━━━ PROVIDED RECORDS

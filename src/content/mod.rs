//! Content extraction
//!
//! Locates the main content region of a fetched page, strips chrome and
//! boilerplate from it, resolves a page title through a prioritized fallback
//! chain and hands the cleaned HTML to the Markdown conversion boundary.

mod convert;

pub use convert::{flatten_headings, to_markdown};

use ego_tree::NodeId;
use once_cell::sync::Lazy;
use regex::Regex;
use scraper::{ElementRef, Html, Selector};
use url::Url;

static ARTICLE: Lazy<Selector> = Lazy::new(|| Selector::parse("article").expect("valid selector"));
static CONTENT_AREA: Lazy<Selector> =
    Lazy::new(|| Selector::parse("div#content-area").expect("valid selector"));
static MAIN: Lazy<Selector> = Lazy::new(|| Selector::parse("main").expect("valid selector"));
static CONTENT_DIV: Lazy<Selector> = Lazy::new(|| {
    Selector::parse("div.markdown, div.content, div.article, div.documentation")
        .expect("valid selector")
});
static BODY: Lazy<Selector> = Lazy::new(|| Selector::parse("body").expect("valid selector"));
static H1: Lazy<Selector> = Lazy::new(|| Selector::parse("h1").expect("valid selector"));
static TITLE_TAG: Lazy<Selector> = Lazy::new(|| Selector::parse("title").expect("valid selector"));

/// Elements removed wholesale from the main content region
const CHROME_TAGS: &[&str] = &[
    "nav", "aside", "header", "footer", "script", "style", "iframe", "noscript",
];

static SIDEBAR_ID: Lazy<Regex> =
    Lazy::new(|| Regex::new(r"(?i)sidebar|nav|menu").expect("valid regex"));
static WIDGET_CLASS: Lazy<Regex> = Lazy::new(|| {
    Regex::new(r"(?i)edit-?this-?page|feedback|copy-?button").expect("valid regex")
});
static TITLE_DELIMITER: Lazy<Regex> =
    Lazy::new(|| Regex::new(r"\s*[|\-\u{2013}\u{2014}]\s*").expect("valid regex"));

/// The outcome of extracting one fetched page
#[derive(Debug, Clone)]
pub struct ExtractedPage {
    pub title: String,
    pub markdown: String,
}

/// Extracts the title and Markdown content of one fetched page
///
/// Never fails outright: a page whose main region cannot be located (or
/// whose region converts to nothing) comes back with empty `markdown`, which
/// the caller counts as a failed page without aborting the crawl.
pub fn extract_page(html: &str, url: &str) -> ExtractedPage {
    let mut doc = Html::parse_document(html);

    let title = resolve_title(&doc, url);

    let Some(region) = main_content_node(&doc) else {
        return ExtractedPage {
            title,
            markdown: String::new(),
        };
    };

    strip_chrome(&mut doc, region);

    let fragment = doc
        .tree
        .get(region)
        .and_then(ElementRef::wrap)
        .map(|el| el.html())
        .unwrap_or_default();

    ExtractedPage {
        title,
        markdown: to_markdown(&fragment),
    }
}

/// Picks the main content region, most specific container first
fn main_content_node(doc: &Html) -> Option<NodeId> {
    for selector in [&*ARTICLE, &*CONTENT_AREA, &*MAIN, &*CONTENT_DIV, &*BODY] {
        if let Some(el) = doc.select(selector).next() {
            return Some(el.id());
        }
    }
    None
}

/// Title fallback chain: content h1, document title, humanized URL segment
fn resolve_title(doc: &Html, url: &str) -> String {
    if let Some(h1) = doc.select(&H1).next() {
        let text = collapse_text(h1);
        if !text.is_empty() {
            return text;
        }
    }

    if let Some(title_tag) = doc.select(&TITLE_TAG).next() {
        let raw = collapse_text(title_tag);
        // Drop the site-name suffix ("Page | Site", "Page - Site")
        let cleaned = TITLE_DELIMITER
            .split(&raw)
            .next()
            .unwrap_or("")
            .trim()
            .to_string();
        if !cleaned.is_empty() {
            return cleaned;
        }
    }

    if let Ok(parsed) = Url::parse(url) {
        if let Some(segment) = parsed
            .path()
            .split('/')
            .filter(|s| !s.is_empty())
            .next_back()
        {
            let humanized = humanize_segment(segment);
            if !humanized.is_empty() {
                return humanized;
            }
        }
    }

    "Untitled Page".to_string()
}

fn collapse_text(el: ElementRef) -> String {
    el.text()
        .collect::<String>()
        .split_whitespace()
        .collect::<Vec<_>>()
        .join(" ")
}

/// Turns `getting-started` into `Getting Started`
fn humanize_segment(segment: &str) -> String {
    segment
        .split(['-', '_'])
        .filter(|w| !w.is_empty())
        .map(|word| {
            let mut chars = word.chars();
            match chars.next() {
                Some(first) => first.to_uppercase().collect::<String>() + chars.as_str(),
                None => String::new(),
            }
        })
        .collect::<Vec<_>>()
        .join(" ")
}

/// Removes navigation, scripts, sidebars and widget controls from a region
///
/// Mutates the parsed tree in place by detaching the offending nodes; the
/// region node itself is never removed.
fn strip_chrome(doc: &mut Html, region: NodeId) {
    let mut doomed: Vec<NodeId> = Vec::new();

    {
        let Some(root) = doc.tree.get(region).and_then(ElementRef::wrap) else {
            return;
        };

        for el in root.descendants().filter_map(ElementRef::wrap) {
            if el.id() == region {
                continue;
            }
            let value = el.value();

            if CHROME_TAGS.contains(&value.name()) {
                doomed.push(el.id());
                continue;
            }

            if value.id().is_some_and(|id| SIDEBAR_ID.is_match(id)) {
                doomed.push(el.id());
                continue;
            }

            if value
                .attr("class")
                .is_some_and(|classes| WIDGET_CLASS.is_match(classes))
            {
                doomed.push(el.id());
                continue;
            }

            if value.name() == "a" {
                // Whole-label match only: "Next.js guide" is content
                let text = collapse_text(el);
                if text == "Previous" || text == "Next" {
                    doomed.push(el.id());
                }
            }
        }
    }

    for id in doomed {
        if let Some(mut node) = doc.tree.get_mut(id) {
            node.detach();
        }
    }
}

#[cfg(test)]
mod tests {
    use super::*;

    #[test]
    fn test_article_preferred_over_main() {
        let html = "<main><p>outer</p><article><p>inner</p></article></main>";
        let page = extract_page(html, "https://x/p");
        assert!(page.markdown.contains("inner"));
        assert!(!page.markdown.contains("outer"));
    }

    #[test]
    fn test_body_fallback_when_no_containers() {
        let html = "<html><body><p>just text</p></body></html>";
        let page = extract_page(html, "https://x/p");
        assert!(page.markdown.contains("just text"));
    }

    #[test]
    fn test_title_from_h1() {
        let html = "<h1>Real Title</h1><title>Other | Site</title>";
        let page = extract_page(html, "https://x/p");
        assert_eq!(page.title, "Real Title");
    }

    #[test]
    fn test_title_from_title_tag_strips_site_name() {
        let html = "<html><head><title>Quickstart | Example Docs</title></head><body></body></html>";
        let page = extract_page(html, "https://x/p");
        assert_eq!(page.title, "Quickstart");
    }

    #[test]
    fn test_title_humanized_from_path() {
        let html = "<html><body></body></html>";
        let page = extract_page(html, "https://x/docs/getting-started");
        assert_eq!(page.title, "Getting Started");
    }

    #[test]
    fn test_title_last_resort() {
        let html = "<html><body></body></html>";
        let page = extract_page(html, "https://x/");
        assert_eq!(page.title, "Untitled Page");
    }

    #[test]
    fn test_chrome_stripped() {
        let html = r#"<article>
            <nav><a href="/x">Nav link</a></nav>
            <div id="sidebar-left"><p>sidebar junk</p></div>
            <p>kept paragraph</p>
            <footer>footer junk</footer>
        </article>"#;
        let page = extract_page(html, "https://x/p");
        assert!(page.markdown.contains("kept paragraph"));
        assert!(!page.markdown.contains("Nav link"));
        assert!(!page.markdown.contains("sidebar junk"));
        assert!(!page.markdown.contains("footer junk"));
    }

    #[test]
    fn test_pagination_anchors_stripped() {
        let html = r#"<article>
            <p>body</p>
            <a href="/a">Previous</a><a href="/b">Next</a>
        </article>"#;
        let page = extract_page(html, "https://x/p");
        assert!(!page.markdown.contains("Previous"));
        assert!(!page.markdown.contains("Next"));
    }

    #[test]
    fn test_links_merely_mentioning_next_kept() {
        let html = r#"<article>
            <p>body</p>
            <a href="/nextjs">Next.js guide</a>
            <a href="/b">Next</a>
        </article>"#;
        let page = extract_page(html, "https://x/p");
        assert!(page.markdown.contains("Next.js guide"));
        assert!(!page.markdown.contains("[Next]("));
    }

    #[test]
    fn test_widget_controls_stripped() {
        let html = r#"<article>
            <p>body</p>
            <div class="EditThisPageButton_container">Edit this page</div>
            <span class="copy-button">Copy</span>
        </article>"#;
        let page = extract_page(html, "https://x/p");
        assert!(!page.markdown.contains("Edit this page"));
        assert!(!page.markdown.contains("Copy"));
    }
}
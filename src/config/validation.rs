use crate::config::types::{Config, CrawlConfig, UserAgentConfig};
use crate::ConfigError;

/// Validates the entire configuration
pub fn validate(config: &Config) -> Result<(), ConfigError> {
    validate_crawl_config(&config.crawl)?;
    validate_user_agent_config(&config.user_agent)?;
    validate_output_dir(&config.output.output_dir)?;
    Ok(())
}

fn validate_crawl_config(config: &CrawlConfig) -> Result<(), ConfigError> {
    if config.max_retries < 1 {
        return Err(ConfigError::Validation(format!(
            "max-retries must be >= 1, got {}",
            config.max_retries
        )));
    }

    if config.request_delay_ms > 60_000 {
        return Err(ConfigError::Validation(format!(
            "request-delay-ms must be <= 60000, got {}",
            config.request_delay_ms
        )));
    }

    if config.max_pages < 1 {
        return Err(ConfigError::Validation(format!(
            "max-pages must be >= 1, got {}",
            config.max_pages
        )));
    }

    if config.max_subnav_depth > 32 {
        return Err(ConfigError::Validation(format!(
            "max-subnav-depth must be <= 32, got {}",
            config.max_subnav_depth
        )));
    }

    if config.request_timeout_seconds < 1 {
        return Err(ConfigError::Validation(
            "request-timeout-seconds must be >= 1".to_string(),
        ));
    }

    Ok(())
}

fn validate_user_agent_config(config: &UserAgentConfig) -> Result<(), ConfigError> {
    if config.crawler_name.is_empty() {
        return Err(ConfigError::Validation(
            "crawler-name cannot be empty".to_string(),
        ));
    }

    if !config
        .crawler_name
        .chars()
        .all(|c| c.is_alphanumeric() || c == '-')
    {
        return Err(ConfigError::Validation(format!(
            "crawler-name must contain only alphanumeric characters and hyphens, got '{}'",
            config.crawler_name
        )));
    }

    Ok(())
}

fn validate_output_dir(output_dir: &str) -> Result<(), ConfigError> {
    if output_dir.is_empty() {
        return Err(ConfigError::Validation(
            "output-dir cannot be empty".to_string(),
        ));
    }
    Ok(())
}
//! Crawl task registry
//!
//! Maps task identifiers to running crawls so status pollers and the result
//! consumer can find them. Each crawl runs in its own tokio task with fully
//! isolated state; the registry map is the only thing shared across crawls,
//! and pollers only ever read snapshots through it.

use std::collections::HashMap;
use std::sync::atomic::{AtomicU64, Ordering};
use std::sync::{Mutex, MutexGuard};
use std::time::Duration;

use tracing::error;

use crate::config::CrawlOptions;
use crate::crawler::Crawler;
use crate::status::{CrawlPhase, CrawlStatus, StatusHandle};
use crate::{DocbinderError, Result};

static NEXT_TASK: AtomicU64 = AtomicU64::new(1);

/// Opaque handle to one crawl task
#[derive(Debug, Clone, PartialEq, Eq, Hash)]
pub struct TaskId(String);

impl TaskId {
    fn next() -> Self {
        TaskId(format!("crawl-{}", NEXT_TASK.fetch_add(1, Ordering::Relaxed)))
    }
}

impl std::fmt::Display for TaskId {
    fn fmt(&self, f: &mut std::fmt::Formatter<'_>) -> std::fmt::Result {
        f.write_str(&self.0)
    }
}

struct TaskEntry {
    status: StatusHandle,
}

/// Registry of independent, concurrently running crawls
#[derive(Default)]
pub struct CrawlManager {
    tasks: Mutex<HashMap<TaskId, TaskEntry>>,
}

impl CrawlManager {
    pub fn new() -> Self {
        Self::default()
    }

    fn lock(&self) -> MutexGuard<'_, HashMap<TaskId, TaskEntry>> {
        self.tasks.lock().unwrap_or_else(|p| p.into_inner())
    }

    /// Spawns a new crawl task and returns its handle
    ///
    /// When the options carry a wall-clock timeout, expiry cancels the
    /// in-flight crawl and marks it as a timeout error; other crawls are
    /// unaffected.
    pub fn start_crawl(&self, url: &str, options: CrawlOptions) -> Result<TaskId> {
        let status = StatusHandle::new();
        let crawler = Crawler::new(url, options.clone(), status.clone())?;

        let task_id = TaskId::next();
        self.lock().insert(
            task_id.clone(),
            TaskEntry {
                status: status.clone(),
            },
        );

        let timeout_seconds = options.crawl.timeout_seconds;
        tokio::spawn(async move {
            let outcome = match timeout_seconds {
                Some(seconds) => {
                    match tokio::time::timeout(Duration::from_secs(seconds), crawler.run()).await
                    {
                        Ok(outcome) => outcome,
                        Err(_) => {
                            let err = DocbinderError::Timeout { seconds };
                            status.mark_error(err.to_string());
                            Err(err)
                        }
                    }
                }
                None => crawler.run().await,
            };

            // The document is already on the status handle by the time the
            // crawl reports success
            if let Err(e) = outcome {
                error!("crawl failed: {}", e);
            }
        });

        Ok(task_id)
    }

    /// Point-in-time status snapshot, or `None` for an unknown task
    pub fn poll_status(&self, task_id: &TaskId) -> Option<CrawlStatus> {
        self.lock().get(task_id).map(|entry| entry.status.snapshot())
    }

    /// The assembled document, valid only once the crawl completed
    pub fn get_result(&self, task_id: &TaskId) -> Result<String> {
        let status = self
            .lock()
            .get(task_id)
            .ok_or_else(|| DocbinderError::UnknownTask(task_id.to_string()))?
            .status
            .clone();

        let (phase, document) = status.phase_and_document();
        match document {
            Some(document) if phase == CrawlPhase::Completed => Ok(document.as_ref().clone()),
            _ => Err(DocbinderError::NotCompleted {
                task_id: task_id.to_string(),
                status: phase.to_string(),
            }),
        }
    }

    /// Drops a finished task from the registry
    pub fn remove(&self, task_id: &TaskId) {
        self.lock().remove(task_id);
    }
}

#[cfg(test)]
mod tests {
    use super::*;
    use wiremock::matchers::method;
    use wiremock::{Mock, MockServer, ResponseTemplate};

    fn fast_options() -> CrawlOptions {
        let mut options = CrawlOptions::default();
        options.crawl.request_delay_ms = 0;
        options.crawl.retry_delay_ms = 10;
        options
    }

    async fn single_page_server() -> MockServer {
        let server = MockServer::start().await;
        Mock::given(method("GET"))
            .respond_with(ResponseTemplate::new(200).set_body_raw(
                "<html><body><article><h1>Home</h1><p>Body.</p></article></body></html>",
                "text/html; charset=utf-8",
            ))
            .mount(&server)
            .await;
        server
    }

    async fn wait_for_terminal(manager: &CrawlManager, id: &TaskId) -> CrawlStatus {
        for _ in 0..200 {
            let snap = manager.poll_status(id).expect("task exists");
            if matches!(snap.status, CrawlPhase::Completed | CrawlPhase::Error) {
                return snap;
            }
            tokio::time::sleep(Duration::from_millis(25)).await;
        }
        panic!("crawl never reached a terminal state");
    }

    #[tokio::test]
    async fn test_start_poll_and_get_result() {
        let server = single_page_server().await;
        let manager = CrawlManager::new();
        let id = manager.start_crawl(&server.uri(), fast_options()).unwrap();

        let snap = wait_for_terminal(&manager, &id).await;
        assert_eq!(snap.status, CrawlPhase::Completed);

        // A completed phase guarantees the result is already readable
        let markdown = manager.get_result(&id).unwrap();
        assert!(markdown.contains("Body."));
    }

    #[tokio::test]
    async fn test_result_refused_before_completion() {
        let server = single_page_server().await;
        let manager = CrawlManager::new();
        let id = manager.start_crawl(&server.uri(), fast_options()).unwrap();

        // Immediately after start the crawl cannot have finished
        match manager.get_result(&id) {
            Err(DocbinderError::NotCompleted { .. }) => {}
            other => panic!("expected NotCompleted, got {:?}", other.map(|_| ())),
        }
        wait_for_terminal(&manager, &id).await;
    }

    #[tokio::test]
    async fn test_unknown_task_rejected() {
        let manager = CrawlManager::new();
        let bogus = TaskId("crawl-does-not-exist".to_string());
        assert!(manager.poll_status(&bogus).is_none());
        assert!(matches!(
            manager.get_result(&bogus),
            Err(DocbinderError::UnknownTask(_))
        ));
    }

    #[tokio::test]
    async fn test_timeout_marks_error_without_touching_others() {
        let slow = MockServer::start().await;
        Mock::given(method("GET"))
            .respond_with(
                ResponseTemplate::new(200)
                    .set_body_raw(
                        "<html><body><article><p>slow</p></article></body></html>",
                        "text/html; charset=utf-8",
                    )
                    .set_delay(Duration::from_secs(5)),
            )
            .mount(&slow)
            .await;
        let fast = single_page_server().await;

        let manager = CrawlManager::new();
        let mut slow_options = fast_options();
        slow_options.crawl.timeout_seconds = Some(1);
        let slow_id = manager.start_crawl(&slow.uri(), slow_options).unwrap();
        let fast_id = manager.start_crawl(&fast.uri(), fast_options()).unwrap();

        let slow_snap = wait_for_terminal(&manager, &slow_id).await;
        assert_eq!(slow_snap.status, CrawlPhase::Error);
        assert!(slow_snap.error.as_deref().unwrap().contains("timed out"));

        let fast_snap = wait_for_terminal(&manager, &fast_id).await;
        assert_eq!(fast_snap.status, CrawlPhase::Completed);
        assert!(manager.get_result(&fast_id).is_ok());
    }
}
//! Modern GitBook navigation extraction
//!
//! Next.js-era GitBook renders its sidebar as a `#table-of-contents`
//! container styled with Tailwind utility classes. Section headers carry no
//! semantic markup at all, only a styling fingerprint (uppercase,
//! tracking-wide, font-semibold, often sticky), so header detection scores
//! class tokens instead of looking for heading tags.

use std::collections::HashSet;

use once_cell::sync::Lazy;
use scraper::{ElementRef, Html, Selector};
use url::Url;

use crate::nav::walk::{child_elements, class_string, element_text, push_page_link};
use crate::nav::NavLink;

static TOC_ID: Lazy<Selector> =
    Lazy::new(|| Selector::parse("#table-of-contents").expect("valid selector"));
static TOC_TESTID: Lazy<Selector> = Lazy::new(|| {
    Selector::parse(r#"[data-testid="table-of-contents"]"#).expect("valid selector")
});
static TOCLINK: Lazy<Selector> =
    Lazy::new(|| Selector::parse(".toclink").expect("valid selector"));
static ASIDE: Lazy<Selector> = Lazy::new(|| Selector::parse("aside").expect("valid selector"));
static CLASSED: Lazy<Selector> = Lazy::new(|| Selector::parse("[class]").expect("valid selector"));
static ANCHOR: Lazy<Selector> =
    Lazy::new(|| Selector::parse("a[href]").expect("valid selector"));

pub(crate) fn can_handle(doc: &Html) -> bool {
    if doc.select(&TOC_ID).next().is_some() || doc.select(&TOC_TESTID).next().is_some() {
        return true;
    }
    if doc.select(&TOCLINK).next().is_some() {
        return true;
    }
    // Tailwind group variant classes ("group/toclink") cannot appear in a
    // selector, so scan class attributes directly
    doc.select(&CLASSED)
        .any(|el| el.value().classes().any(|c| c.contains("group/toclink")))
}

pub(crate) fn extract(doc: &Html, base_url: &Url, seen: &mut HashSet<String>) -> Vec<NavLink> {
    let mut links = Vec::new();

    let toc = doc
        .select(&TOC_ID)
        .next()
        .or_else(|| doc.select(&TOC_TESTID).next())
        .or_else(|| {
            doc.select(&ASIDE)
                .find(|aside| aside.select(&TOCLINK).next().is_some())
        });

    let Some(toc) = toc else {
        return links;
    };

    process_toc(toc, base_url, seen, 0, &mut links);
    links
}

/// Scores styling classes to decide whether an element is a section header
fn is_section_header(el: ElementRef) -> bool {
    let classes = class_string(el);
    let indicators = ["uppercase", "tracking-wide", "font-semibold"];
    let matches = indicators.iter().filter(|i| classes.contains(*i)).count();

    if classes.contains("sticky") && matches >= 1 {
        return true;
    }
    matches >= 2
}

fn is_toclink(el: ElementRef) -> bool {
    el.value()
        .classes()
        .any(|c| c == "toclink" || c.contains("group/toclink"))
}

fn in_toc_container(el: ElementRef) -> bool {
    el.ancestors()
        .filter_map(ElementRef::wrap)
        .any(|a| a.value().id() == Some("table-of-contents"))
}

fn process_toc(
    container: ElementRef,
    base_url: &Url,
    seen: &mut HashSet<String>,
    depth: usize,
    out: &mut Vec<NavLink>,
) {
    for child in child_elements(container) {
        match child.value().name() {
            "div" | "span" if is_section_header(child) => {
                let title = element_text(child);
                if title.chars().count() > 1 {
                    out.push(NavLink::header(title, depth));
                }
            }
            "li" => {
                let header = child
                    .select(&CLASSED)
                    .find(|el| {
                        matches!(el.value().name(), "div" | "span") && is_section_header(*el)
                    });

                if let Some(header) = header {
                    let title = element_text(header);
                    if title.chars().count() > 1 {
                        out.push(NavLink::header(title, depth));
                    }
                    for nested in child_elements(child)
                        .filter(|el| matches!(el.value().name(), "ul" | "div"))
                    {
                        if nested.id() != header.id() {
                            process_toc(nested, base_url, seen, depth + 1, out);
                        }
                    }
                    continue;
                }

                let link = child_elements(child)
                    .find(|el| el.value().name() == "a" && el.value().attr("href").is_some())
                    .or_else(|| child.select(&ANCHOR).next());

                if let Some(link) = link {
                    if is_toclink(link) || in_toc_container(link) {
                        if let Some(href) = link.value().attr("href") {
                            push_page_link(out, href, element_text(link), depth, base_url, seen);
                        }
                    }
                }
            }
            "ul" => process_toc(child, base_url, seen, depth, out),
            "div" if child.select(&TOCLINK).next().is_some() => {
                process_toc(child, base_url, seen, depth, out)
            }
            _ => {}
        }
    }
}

━━━━━━

WHAT TO DO:
Exactly one number should be given, showing how many lines of the material above contain the string "CrawlOptions".

EXERCISE ANSWER:
4